Records drawn from a dataset:

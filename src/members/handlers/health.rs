use crate::{account::Accounts, members::GIT_COMMIT_HASH};
use axum::{
    body::Body,
    extract::Extension,
    http::{HeaderMap, HeaderValue, Method, StatusCode},
    response::{IntoResponse, Json},
};
use serde::{Deserialize, Serialize};
use std::sync::Arc;
use tracing::{debug, error};
use utoipa::ToSchema;

#[derive(ToSchema, Serialize, Deserialize, Debug)]
pub struct Health {
    commit: String,
    name: String,
    version: String,
    database: String,
}

#[utoipa::path(
    get,
    path= "/health",
    responses (
        (status = 200, description = "Account store is healthy", body = [Health]),
        (status = 503, description = "Account store is unhealthy", body = [Health])
    ),
    tag= "health"
)]
// axum handler for health
pub async fn health(method: Method, accounts: Extension<Arc<Accounts>>) -> impl IntoResponse {
    let result = accounts.repository().ping().await.map_err(|err| {
        error!("Failed to ping account store: {:?}", err);
    });

    let health = Health {
        commit: GIT_COMMIT_HASH.to_string(),
        name: env!("CARGO_PKG_NAME").to_string(),
        version: env!("CARGO_PKG_VERSION").to_string(),
        database: if result.is_ok() {
            "ok".to_string()
        } else {
            "error".to_string()
        },
    };

    let body = if method == Method::GET {
        Json(&health).into_response()
    } else {
        Body::empty().into_response()
    };

    let short_hash = if health.commit.len() > 7 {
        &health.commit[0..7]
    } else {
        ""
    };

    let headers = format!("{}:{}:{}", health.name, health.version, short_hash)
        .parse::<HeaderValue>()
        .map(|x_app_header_value| {
            debug!("X-App header: {:?}", x_app_header_value);

            let mut headers = HeaderMap::new();

            headers.insert("X-App", x_app_header_value);

            headers
        })
        .map_err(|err| {
            error!("Failed to parse X-App header: {}", err);
        });

    // Unwrap the headers or provide a default value (empty headers) in case of an error
    let headers = headers.unwrap_or_else(|()| HeaderMap::new());

    if result.is_ok() {
        debug!("Account store is healthy");
        (StatusCode::OK, headers, body)
    } else {
        debug!("Account store is unhealthy");
        (StatusCode::SERVICE_UNAVAILABLE, headers, body)
    }
}

#[cfg(test)]
#[allow(clippy::unwrap_used)]
mod tests {
    use crate::account::{
        Account, AccountRepository, Accounts, MemoryAccounts, OpaqueTokenIssuer, RepositoryError,
    };
    use async_trait::async_trait;
    use crate::members::app;
    use axum::{
        body::{to_bytes, Body},
        http::{Request, StatusCode},
    };
    use serde_json::Value;
    use std::sync::Arc;
    use tower::ServiceExt;

    fn router() -> axum::Router {
        let accounts = Accounts::new(Arc::new(MemoryAccounts::new()), Arc::new(OpaqueTokenIssuer));
        app(Arc::new(accounts), None)
    }

    #[tokio::test]
    async fn health_get_reports_store_ok() {
        let request = Request::builder()
            .uri("/health")
            .body(Body::empty())
            .unwrap();
        let response = router().oneshot(request).await.unwrap();

        assert_eq!(response.status(), StatusCode::OK);
        assert!(response.headers().contains_key("X-App"));

        let body = to_bytes(response.into_body(), usize::MAX).await.unwrap();
        let health: Value = serde_json::from_slice(&body).unwrap();
        assert_eq!(health["database"], "ok");
        assert_eq!(health["name"], env!("CARGO_PKG_NAME"));
    }

    #[tokio::test]
    async fn health_options_has_empty_body() {
        let request = Request::builder()
            .method("OPTIONS")
            .uri("/health")
            .body(Body::empty())
            .unwrap();
        let response = router().oneshot(request).await.unwrap();

        assert_eq!(response.status(), StatusCode::OK);
        let body = to_bytes(response.into_body(), usize::MAX).await.unwrap();
        assert!(body.is_empty());
    }

    struct UnreachableStore;

    #[async_trait]
    impl AccountRepository for UnreachableStore {
        async fn exists(&self, _username: &str) -> Result<bool, RepositoryError> {
            Err(RepositoryError::Unavailable(sqlx::Error::PoolTimedOut))
        }

        async fn find_by_username(
            &self,
            _username: &str,
        ) -> Result<Option<Account>, RepositoryError> {
            Err(RepositoryError::Unavailable(sqlx::Error::PoolTimedOut))
        }

        async fn create(&self, _account: Account) -> Result<Account, RepositoryError> {
            Err(RepositoryError::Unavailable(sqlx::Error::PoolTimedOut))
        }

        async fn ping(&self) -> Result<(), RepositoryError> {
            Err(RepositoryError::Unavailable(sqlx::Error::PoolTimedOut))
        }
    }

    #[tokio::test]
    async fn health_reports_store_down() {
        let accounts = Accounts::new(Arc::new(UnreachableStore), Arc::new(OpaqueTokenIssuer));
        let request = Request::builder()
            .uri("/health")
            .body(Body::empty())
            .unwrap();
        let response = app(Arc::new(accounts), None)
            .oneshot(request)
            .await
            .unwrap();

        assert_eq!(response.status(), StatusCode::SERVICE_UNAVAILABLE);

        let body = to_bytes(response.into_body(), usize::MAX).await.unwrap();
        let health: Value = serde_json::from_slice(&body).unwrap();
        assert_eq!(health["database"], "error");
    }
}
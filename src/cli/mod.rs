pub mod actions;
pub mod commands;
pub mod dispatch;
pub mod telemetry;

mod start;
pub use self::start::start;
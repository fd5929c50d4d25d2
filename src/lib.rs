//! # Members
//!
//! Membership registration and login over HTTP.
//!
//! ## Credentials
//!
//! Passwords are hashed with HMAC-SHA-512 keyed by a random 128-byte per-account
//! salt. Verification recomputes the digest and compares it in fixed time.
//!
//! ## Usernames
//!
//! Usernames are case-insensitive: they are lowercased before storage and before
//! every lookup. The store's unique constraint decides concurrent registrations.
//!
//! ## Login failures
//!
//! An unknown username and a wrong password produce the same `401 Invalid credentials`
//! response so accounts cannot be probed.

pub mod account;
pub mod cli;
pub mod members;

pub const APP_USER_AGENT: &str = concat!(env!("CARGO_PKG_NAME"), "/", env!("CARGO_PKG_VERSION"),);
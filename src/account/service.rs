//! Registration and login flows.
//!
//! Registration: validate, check the username (fast path), hash, persist, issue a token.
//! The store's unique constraint is what actually decides a username race.
//!
//! Login: validate, look up, verify, issue a token. Unknown usernames and wrong
//! passwords both answer `InvalidCredentials`.

use super::{
    hasher::{self, HashError, DIGEST_LEN, SALT_LEN},
    normalize_username, Account, AccountRepository, RepositoryError, TokenError, TokenIssuer,
};
use std::sync::Arc;
use tracing::{debug, error, info, instrument};

#[derive(Debug, thiserror::Error)]
pub enum AccountError {
    #[error("malformed input: {0}")]
    MalformedInput(&'static str),
    #[error("username is taken")]
    UsernameTaken,
    #[error("invalid credentials")]
    InvalidCredentials,
    #[error("account store unavailable")]
    StoreUnavailable(#[source] RepositoryError),
    #[error("password hashing failed")]
    Hashing(#[source] HashError),
    #[error("stored credentials are unusable")]
    Credential(#[source] HashError),
    #[error("token issuance failed")]
    Token(#[from] TokenError),
}

impl From<RepositoryError> for AccountError {
    fn from(err: RepositoryError) -> Self {
        match err {
            RepositoryError::Conflict => Self::UsernameTaken,
            RepositoryError::Unavailable(_) => Self::StoreUnavailable(err),
        }
    }
}

/// Result of a successful register or login.
#[derive(Debug, Clone, PartialEq, Eq)]
pub struct Session {
    pub username: String,
    pub token: String,
}

pub struct Accounts {
    repository: Arc<dyn AccountRepository>,
    tokens: Arc<dyn TokenIssuer>,
}

impl Accounts {
    #[must_use]
    pub fn new(repository: Arc<dyn AccountRepository>, tokens: Arc<dyn TokenIssuer>) -> Self {
        Self { repository, tokens }
    }

    #[must_use]
    pub fn repository(&self) -> &dyn AccountRepository {
        self.repository.as_ref()
    }

    /// Register a new account and issue a token for it.
    ///
    /// # Errors
    /// `MalformedInput`, `UsernameTaken`, `StoreUnavailable`, or a hashing/token failure.
    #[instrument(skip(self, password))]
    pub async fn register(&self, username: &str, password: &str) -> Result<Session, AccountError> {
        let username = validate(username, password)?;

        if self.repository.exists(&username).await? {
            debug!("username already registered");
            return Err(AccountError::UsernameTaken);
        }

        let (digest, salt) = hasher::hash(password).map_err(AccountError::Hashing)?;
        let account = self
            .repository
            .create(Account::new(&username, digest, salt))
            .await?;

        info!(account_id = %account.id, "account registered");

        self.session(&account)
    }

    /// Verify credentials and issue a token.
    ///
    /// # Errors
    /// `MalformedInput`, `InvalidCredentials`, `StoreUnavailable`, or a hashing/token failure.
    #[instrument(skip(self, password))]
    pub async fn login(&self, username: &str, password: &str) -> Result<Session, AccountError> {
        let username = validate(username, password)?;

        let Some(account) = self.repository.find_by_username(&username).await? else {
            // same work as a real check so unknown users don't answer faster
            let _ = std::hint::black_box(hasher::verify(
                password,
                &[0u8; DIGEST_LEN],
                &[0u8; SALT_LEN],
            ));
            debug!("unknown username");
            return Err(AccountError::InvalidCredentials);
        };

        let valid = hasher::verify(password, &account.password_hash, &account.password_salt)
            .map_err(|err| {
                error!(account_id = %account.id, "stored credentials are malformed: {err}");
                AccountError::Credential(err)
            })?;

        if !valid {
            debug!(account_id = %account.id, "password mismatch");
            return Err(AccountError::InvalidCredentials);
        }

        self.session(&account)
    }

    fn session(&self, account: &Account) -> Result<Session, AccountError> {
        let token = self.tokens.issue(account)?;

        Ok(Session {
            username: account.username.clone(),
            token,
        })
    }
}

fn validate(username: &str, password: &str) -> Result<String, AccountError> {
    if username.trim().is_empty() {
        return Err(AccountError::MalformedInput("username is required"));
    }

    if password.is_empty() {
        return Err(AccountError::MalformedInput("password is required"));
    }

    Ok(normalize_username(username))
}

#[cfg(test)]
#[allow(clippy::unwrap_used)]
mod tests {
    use super::*;
    use crate::account::{MemoryAccounts, OpaqueTokenIssuer};
    use async_trait::async_trait;

    fn accounts() -> (Accounts, Arc<MemoryAccounts>) {
        let repository = Arc::new(MemoryAccounts::new());
        let accounts = Accounts::new(repository.clone(), Arc::new(OpaqueTokenIssuer));
        (accounts, repository)
    }

    #[tokio::test]
    async fn register_then_login_case_insensitive() {
        let (accounts, _) = accounts();

        let registered = accounts.register("Alice", "secret1").await.unwrap();
        assert_eq!(registered.username, "alice");
        assert!(!registered.token.is_empty());

        let session = accounts.login("alice", "secret1").await.unwrap();
        assert_eq!(session.username, "alice");
        assert_ne!(session.token, registered.token);

        assert!(accounts.login("ALICE", "secret1").await.is_ok());
    }

    #[tokio::test]
    async fn register_twice_is_username_taken() {
        let (accounts, repository) = accounts();

        accounts.register("alice", "secret1").await.unwrap();
        let err = accounts.register("ALICE", "other").await.unwrap_err();

        assert!(matches!(err, AccountError::UsernameTaken));
        assert_eq!(repository.len().await, 1);
    }

    #[tokio::test]
    async fn login_wrong_password_is_invalid_credentials() {
        let (accounts, _) = accounts();
        accounts.register("Alice", "secret1").await.unwrap();

        let err = accounts.login("alice", "wrong").await.unwrap_err();
        assert!(matches!(err, AccountError::InvalidCredentials));
    }

    #[tokio::test]
    async fn login_unknown_user_matches_wrong_password() {
        let (accounts, _) = accounts();
        accounts.register("alice", "secret1").await.unwrap();

        let unknown = accounts.login("nosuchuser", "anything").await.unwrap_err();
        let wrong = accounts.login("alice", "anything").await.unwrap_err();

        assert!(matches!(unknown, AccountError::InvalidCredentials));
        assert_eq!(unknown.to_string(), wrong.to_string());
    }

    #[tokio::test]
    async fn malformed_input_is_rejected_before_store_access() {
        let (accounts, repository) = accounts();

        for (username, password) in [("", "secret1"), ("   ", "secret1"), ("alice", "")] {
            let err = accounts.register(username, password).await.unwrap_err();
            assert!(matches!(err, AccountError::MalformedInput(_)));
            let err = accounts.login(username, password).await.unwrap_err();
            assert!(matches!(err, AccountError::MalformedInput(_)));
        }

        assert!(repository.is_empty().await);
    }

    #[tokio::test]
    async fn corrupt_record_is_reported_not_rejected() {
        let (accounts, repository) = accounts();
        repository
            .create(Account::new("mallory", Vec::new(), vec![1; SALT_LEN]))
            .await
            .unwrap();

        let err = accounts.login("mallory", "secret1").await.unwrap_err();
        assert!(matches!(err, AccountError::Credential(_)));
        assert_eq!(err.to_string(), "stored credentials are unusable");
    }

    #[test]
    fn hashing_failure_is_not_blamed_on_stored_credentials() {
        let err = AccountError::Hashing(HashError::MalformedInput("salt"));
        assert_eq!(err.to_string(), "password hashing failed");
        assert!(std::error::Error::source(&err).is_some());
    }

    // Store that misses the pre-check, as when two registrations race.
    struct RacingStore(MemoryAccounts);

    #[async_trait]
    impl AccountRepository for RacingStore {
        async fn exists(&self, _username: &str) -> Result<bool, RepositoryError> {
            Ok(false)
        }

        async fn find_by_username(
            &self,
            username: &str,
        ) -> Result<Option<Account>, RepositoryError> {
            self.0.find_by_username(username).await
        }

        async fn create(&self, account: Account) -> Result<Account, RepositoryError> {
            self.0.create(account).await
        }
    }

    #[tokio::test]
    async fn store_conflict_is_username_taken() {
        let accounts = Accounts::new(
            Arc::new(RacingStore(MemoryAccounts::new())),
            Arc::new(OpaqueTokenIssuer),
        );

        accounts.register("alice", "secret1").await.unwrap();
        let err = accounts.register("alice", "secret2").await.unwrap_err();
        assert!(matches!(err, AccountError::UsernameTaken));
    }

    struct DownStore;

    #[async_trait]
    impl AccountRepository for DownStore {
        async fn exists(&self, _username: &str) -> Result<bool, RepositoryError> {
            Err(RepositoryError::Unavailable(sqlx::Error::PoolTimedOut))
        }

        async fn find_by_username(
            &self,
            _username: &str,
        ) -> Result<Option<Account>, RepositoryError> {
            Err(RepositoryError::Unavailable(sqlx::Error::PoolTimedOut))
        }

        async fn create(&self, _account: Account) -> Result<Account, RepositoryError> {
            Err(RepositoryError::Unavailable(sqlx::Error::PoolTimedOut))
        }
    }

    #[tokio::test]
    async fn store_failure_is_store_unavailable() {
        let accounts = Accounts::new(Arc::new(DownStore), Arc::new(OpaqueTokenIssuer));

        let err = accounts.register("alice", "secret1").await.unwrap_err();
        assert!(matches!(err, AccountError::StoreUnavailable(_)));

        let err = accounts.login("alice", "secret1").await.unwrap_err();
        assert!(matches!(err, AccountError::StoreUnavailable(_)));
    }
}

ABOUT THIS TASK:
Now copy each line of the entries that mentions "anything".

WRITTEN ANSWER:
        let unknown = accounts.login("nosuchuser", "anything").await.unwrap_err();
        let wrong = accounts.login("alice", "anything").await.unwrap_err();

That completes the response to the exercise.